╔══
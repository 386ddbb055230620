//! Remote snapshots over sshfs.

use async_trait::async_trait;
use std::path::Path;
use std::sync::Arc;
use tracing::info;

use crate::backend::{
    check_fuse, require_program, run_checked, Command, CommandRunner, MountBackend, MountTarget,
};
use crate::spec::{MountMode, MountParams, MountSpec, SshParams};
use snapkeep_common::{Error, Result};

/// Cipher value meaning "let ssh choose".
pub const DEFAULT_CIPHER: &str = "default";

/// Mounts `user@host:path` with sshfs.
pub struct SshBackend {
    ssh: SshParams,
    runner: Arc<dyn CommandRunner>,
}

impl SshBackend {
    pub fn new(ssh: SshParams, runner: Arc<dyn CommandRunner>) -> Self {
        Self { ssh, runner }
    }

    /// Build from an `ssh` spec.
    pub fn from_spec(spec: &MountSpec, runner: Arc<dyn CommandRunner>) -> Result<Self> {
        match &spec.params {
            MountParams::Ssh { ssh } => Ok(Self::new(ssh.clone(), runner)),
            other => Err(Error::InvalidInput(format!(
                "ssh backend cannot mount {} parameters",
                other.mode()
            ))),
        }
    }
}

/// `sshfs` invocation mounting the remote path onto `mountpoint`.
pub fn sshfs_command(ssh: &SshParams, mountpoint: &Path) -> Command {
    let mut command = Command::new("sshfs")
        .arg("-p")
        .arg(ssh.port.to_string())
        .arg("-o")
        .arg("idmap=user");
    if ssh.cipher != DEFAULT_CIPHER && !ssh.cipher.is_empty() {
        command = command.arg("-o").arg(format!("Ciphers={}", ssh.cipher));
    }
    if !ssh.private_key_file.is_empty() {
        command = command
            .arg("-o")
            .arg(format!("IdentityFile={}", ssh.private_key_file));
    }
    command
        .arg(format!("{}@{}:{}", ssh.user, ssh.host, ssh.path))
        .arg(mountpoint)
}

/// `ssh` invocation running `remote` on the host, non-interactively.
pub fn ssh_command(ssh: &SshParams, remote: &str) -> Command {
    let mut command = Command::new("ssh")
        .arg("-p")
        .arg(ssh.port.to_string())
        .arg("-o")
        .arg("BatchMode=yes");
    if ssh.cipher != DEFAULT_CIPHER && !ssh.cipher.is_empty() {
        command = command.arg("-c").arg(&ssh.cipher);
    }
    if !ssh.private_key_file.is_empty() {
        command = command.arg("-i").arg(&ssh.private_key_file);
    }
    command.arg(format!("{}@{}", ssh.user, ssh.host)).arg(remote)
}

fn shell_quote(s: &str) -> String {
    format!("'{}'", s.replace('\'', "'\\''"))
}

/// Static and remote checks shared by the ssh based backends.
pub async fn check_ssh(ssh: &SshParams, runner: &dyn CommandRunner, first_run: bool) -> Result<()> {
    if ssh.host.is_empty() {
        return Err(Error::Mount("No ssh host configured".to_string()));
    }
    if ssh.user.is_empty() {
        return Err(Error::Mount("No ssh user configured".to_string()));
    }
    if ssh.port == 0 {
        return Err(Error::Mount("Invalid ssh port 0".to_string()));
    }
    if !ssh.private_key_file.is_empty() && !Path::new(&ssh.private_key_file).is_file() {
        return Err(Error::Mount(format!(
            "Private key file {} not found",
            ssh.private_key_file
        )));
    }
    require_program("sshfs")?;
    check_fuse()?;

    if first_run && !ssh.path.is_empty() {
        info!("Creating remote folder {} on {}", ssh.path, ssh.host);
        let command = ssh_command(ssh, &format!("mkdir -p -- {}", shell_quote(&ssh.path)));
        run_checked(
            runner,
            &command,
            &format!("Remote folder {} not accessible", ssh.path),
        )
        .await?;
    }
    Ok(())
}

#[async_trait]
impl MountBackend for SshBackend {
    fn mode(&self) -> MountMode {
        MountMode::Ssh
    }

    fn runner(&self) -> &dyn CommandRunner {
        self.runner.as_ref()
    }

    async fn pre_mount_check(&self, first_run: bool) -> Result<()> {
        check_ssh(&self.ssh, self.runner.as_ref(), first_run).await
    }

    async fn do_mount(&self, target: &MountTarget) -> Result<()> {
        let command = sshfs_command(&self.ssh, &target.mountpoint);
        run_checked(
            self.runner.as_ref(),
            &command,
            &format!("Can't mount {}", command.display()),
        )
        .await
    }
}

#[cfg(test)]
mod tests {
    use super::*;
    use crate::backend::fake::RecordingRunner;
    use std::path::PathBuf;

    fn params() -> SshParams {
        SshParams {
            host: "nas".to_string(),
            port: 2222,
            user: "bob".to_string(),
            path: "/backups".to_string(),
            cipher: "aes128-ctr".to_string(),
            private_key_file: "/home/bob/.ssh/id".to_string(),
        }
    }

    #[test]
    fn test_sshfs_command_line() {
        let cmd = sshfs_command(&params(), Path::new("/mnt/ABCD/mountpoint"));
        assert_eq!(
            cmd.display(),
            "sshfs -p 2222 -o idmap=user -o Ciphers=aes128-ctr -o IdentityFile=/home/bob/.ssh/id bob@nas:/backups /mnt/ABCD/mountpoint"
        );
    }

    #[test]
    fn test_default_cipher_and_no_key_are_omitted() {
        let mut ssh = params();
        ssh.cipher = DEFAULT_CIPHER.to_string();
        ssh.private_key_file = String::new();
        let cmd = sshfs_command(&ssh, Path::new("/m"));
        assert_eq!(cmd.display(), "sshfs -p 2222 -o idmap=user bob@nas:/backups /m");
    }

    #[test]
    fn test_remote_command_is_quoted() {
        let cmd = ssh_command(&params(), &format!("mkdir -p -- {}", shell_quote("/it's")));
        assert!(cmd.display().ends_with("bob@nas mkdir -p -- '/it'\\''s'"));
    }

    #[test]
    fn test_from_spec_rejects_other_modes() {
        let spec = MountSpec::new(
            MountParams::Local {
                path: PathBuf::from("/x"),
            },
            0,
        );
        assert!(SshBackend::from_spec(&spec, Arc::new(RecordingRunner::default())).is_err());
    }

    #[tokio::test]
    async fn test_check_rejects_missing_host_and_key() {
        let runner = RecordingRunner::default();
        let mut ssh = params();
        ssh.host = String::new();
        assert!(check_ssh(&ssh, &runner, false).await.is_err());

        let mut ssh = params();
        ssh.private_key_file = "/nonexistent/key".to_string();
        let err = check_ssh(&ssh, &runner, false).await.unwrap_err();
        assert!(err.to_string().contains("Private key file"));
        assert!(runner.lines().is_empty());
    }

    #[tokio::test]
    async fn test_do_mount_runs_sshfs() {
        let runner = RecordingRunner::default();
        let backend = SshBackend::new(params(), Arc::new(runner.clone()));
        let target = MountTarget {
            hash_id: snapkeep_common::HashId::from_checksum(1),
            hash_dir: PathBuf::from("/r/00000001"),
            mountpoint: PathBuf::from("/r/00000001/mountpoint"),
        };

        backend.do_mount(&target).await.unwrap();
        assert!(runner.lines()[0].starts_with("sshfs -p 2222"));
    }
}
//! Common utilities and types shared across the snapkeep crates.
//!
//! This module provides the error type and the small identifier types
//! that every layer of the mount machinery passes around.

pub mod error;
pub mod types;

pub use error::{Error, Result};
pub use types::{HashId, Password, ProfileId};
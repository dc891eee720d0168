//! Error types for changeset operations.

use crate::Path;
use thiserror::Error;

/// Result type alias for changeset operations.
pub type ChangesetResult<T> = Result<T, ChangesetError>;

/// Errors that can occur during changeset operations.
///
/// Validation failures are not errors: they are recorded in the errors map
/// and surfaced through `is_valid` and the error accessors.
#[derive(Debug, Error)]
pub enum ChangesetError {
    /// Content passed at construction is not a plain object.
    #[error("content must be a plain object, found {found}")]
    InvalidContent {
        /// The actual type of the rejected content.
        found: &'static str,
    },

    /// Array index is out of bounds.
    #[error("index {index} out of bounds (len: {len}) at path {path}")]
    IndexOutOfBounds {
        /// The path to the array.
        path: Path,
        /// The index that was accessed.
        index: usize,
        /// The actual length of the array.
        len: usize,
    },

    /// Type mismatch when writing a value.
    #[error("type mismatch at {path}: expected {expected}, found {found}")]
    TypeMismatch {
        /// The path where the mismatch occurred.
        path: Path,
        /// The expected type.
        expected: &'static str,
        /// The actual type found.
        found: &'static str,
    },
}

impl ChangesetError {
    /// Create an invalid content error.
    #[inline]
    pub fn invalid_content(found: &'static str) -> Self {
        ChangesetError::InvalidContent { found }
    }

    /// Create an index out of bounds error.
    #[inline]
    pub fn index_out_of_bounds(path: Path, index: usize, len: usize) -> Self {
        ChangesetError::IndexOutOfBounds { path, index, len }
    }

    /// Create a type mismatch error.
    #[inline]
    pub fn type_mismatch(path: Path, expected: &'static str, found: &'static str) -> Self {
        ChangesetError::TypeMismatch {
            path,
            expected,
            found,
        }
    }
}

/// Get the type name of a JSON value.
#[inline]
pub fn value_type_name(v: &serde_json::Value) -> &'static str {
    match v {
        serde_json::Value::Null => "null",
        serde_json::Value::Bool(_) => "boolean",
        serde_json::Value::Number(_) => "number",
        serde_json::Value::String(_) => "string",
        serde_json::Value::Array(_) => "array",
        serde_json::Value::Object(_) => "object",
    }
}
//! Deep merge of staged changes into content.
//!
//! The merge walks the source object key by key through the pluggable
//! accessor pair, recursing only where both sides are plain mergeable
//! objects. Everything else, arrays included, is written wholesale.

use crate::object::{is_mergeable, Accessor};
use crate::{ChangesetResult, Path};
use serde_json::{Map, Value};

/// Deep-merge `source` into `dest` through the given accessor.
///
/// For every key in `source`: when both the destination and source values
/// are plain mergeable objects, the merge recurses; otherwise the source
/// value overwrites the destination wholesale. Arrays are atomic and are
/// never merged element by element. Returns the mutated destination.
///
/// # Examples
///
/// ```
/// use scrim_changeset::{merge_deep, JsonAccessor};
/// use serde_json::json;
///
/// let mut dest = json!({"user": {"name": "A", "email": "a@x.com"}, "tags": ["a"]});
/// let source = json!({"user": {"name": "B"}, "tags": ["c"]});
///
/// merge_deep(&mut dest, &source, &JsonAccessor).unwrap();
/// assert_eq!(dest, json!({"user": {"name": "B", "email": "a@x.com"}, "tags": ["c"]}));
/// ```
pub fn merge_deep<'a>(
    dest: &'a mut Value,
    source: &Value,
    accessor: &dyn Accessor,
) -> ChangesetResult<&'a mut Value> {
    match source.as_object() {
        Some(entries) => merge_at(dest, &Path::root(), entries, accessor)?,
        None => *dest = source.clone(),
    }
    Ok(dest)
}

fn merge_at(
    dest: &mut Value,
    base: &Path,
    source: &Map<String, Value>,
    accessor: &dyn Accessor,
) -> ChangesetResult<()> {
    for (key, incoming) in source {
        let path = base.child(key);
        let existing = accessor.safe_get(dest, &path);
        match incoming.as_object() {
            Some(nested) if existing.as_ref().is_some_and(is_mergeable) => {
                merge_at(dest, &path, nested, accessor)?;
            }
            _ => accessor.safe_set(dest, &path, incoming.clone())?,
        }
    }
    Ok(())
}
//! Shared handle to the underlying content object.
//!
//! `ContentCell` wraps the content in an `Arc<Mutex<..>>` so the caller can
//! keep observing it while the store stages edits. Only `execute` replaces
//! the value; the buffer never writes through before commit.

use serde_json::Value;
use std::sync::{Arc, Mutex, MutexGuard};

/// Cloneable handle to the underlying content object.
///
/// Clones share the same content; the store and the caller observe the same
/// value at all times.
#[derive(Clone)]
pub struct ContentCell(Arc<Mutex<Value>>);

impl ContentCell {
    /// Create a new cell with the given content.
    pub fn new(value: Value) -> Self {
        Self(Arc::new(Mutex::new(value)))
    }

    /// Acquire a read lock on the content.
    ///
    /// The returned guard dereferences to `&Value`. Callers should clone
    /// any needed data before dropping the guard.
    #[inline]
    pub fn get(&self) -> MutexGuard<'_, Value> {
        self.0.lock().unwrap()
    }

    /// Clone the current content value.
    pub fn snapshot(&self) -> Value {
        self.get().clone()
    }

    /// Replace the content with a new value.
    pub fn replace(&self, value: Value) {
        *self.get() = value;
    }
}

impl Default for ContentCell {
    fn default() -> Self {
        Self::new(Value::Object(Default::default()))
    }
}

impl std::fmt::Debug for ContentCell {
    fn fmt(&self, f: &mut std::fmt::Formatter<'_>) -> std::fmt::Result {
        f.debug_tuple("ContentCell").field(&"<Value>").finish()
    }
}
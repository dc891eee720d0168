//! Object classification helpers and the pluggable accessor pair.
//!
//! The classification predicates decide what the sibling-merge machinery may
//! and may not merge; `safe_get`/`safe_set` are the default deep-path
//! accessors over `serde_json::Value`.

use crate::error::{ChangesetError, ChangesetResult};
use crate::Path;
use serde_json::{Map, Value};

/// Check whether a value is a plain mergeable object.
///
/// Arrays and null are not mergeable: they are treated as atomic values and
/// replaced wholesale.
#[inline]
pub fn is_mergeable(value: &Value) -> bool {
    matches!(value, Value::Object(_))
}

/// Check whether a sub-object stands in for a to-one association.
///
/// A to-one reference carries both a `type` and an `id` key (the resource
/// identifier shape). Such objects must keep their identity and are excluded
/// from sibling merging.
#[inline]
pub fn is_to_one_reference(value: &Value) -> bool {
    value
        .as_object()
        .is_some_and(|obj| obj.contains_key("type") && obj.contains_key("id"))
}

/// Shallow-merge two objects, with `overlay` winning on key conflicts.
pub fn shallow_merge(base: &Map<String, Value>, overlay: &Map<String, Value>) -> Map<String, Value> {
    let mut out = base.clone();
    for (key, value) in overlay {
        out.insert(key.clone(), value.clone());
    }
    out
}

/// Read a value at a path, cloning it out.
///
/// Numeric segments index into arrays. Returns `None` if any segment does
/// not resolve.
pub fn safe_get(obj: &Value, path: &Path) -> Option<Value> {
    let mut current = obj;
    for seg in path.iter() {
        current = match current {
            Value::Object(map) => map.get(seg)?,
            Value::Array(arr) => arr.get(seg.parse::<usize>().ok()?)?,
            _ => return None,
        };
    }
    Some(current.clone())
}

/// Write a value at a path, creating intermediate objects as needed.
///
/// Existing non-object intermediates are replaced by fresh objects. Array
/// elements can be overwritten through numeric segments, but writing past
/// the end of an array is an error.
pub fn safe_set(obj: &mut Value, path: &Path, value: Value) -> ChangesetResult<()> {
    if path.is_empty() {
        *obj = value;
        return Ok(());
    }
    set_segments(obj, path.segments(), value, path)
}

fn set_segments(
    current: &mut Value,
    segments: &[String],
    value: Value,
    full_path: &Path,
) -> ChangesetResult<()> {
    let Some((head, rest)) = segments.split_first() else {
        *current = value;
        return Ok(());
    };

    if let Value::Array(arr) = current {
        let index: usize = head.parse().map_err(|_| {
            ChangesetError::type_mismatch(full_path.clone(), "object", "array")
        })?;
        if index >= arr.len() {
            return Err(ChangesetError::index_out_of_bounds(
                full_path.clone(),
                index,
                arr.len(),
            ));
        }
        return if rest.is_empty() {
            arr[index] = value;
            Ok(())
        } else {
            set_segments(&mut arr[index], rest, value, full_path)
        };
    }

    if !current.is_object() {
        *current = Value::Object(Map::new());
    }
    let map = current.as_object_mut().unwrap();

    if rest.is_empty() {
        map.insert(head.clone(), value);
        Ok(())
    } else {
        let entry = map.entry(head.clone()).or_insert(Value::Null);
        set_segments(entry, rest, value, full_path)
    }
}

/// Pluggable deep-path read/write pair.
///
/// The store and the merge routine go through this trait for every content
/// access, so a host object model with its own property semantics can be
/// substituted for the default JSON walker.
pub trait Accessor: Send + Sync {
    /// Read the value at `path`, cloning it out.
    fn safe_get(&self, obj: &Value, path: &Path) -> Option<Value>;

    /// Write `value` at `path`.
    fn safe_set(&self, obj: &mut Value, path: &Path, value: Value) -> ChangesetResult<()>;
}

/// Default accessor over plain `serde_json::Value` trees.
#[derive(Clone, Copy, Debug, Default)]
pub struct JsonAccessor;

impl Accessor for JsonAccessor {
    fn safe_get(&self, obj: &Value, path: &Path) -> Option<Value> {
        safe_get(obj, path)
    }

    fn safe_set(&self, obj: &mut Value, path: &Path, value: Value) -> ChangesetResult<()> {
        safe_set(obj, path, value)
    }
}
╚══
Problem statement: Among the records, find every line with the word "impl" and copy it.

Exercise output:
impl SshBackend {
impl MountBackend for SshBackend {
impl ChangesetError {
impl ContentCell {
impl Default for ContentCell {
impl std::fmt::Debug for ContentCell {
impl Accessor for JsonAccessor {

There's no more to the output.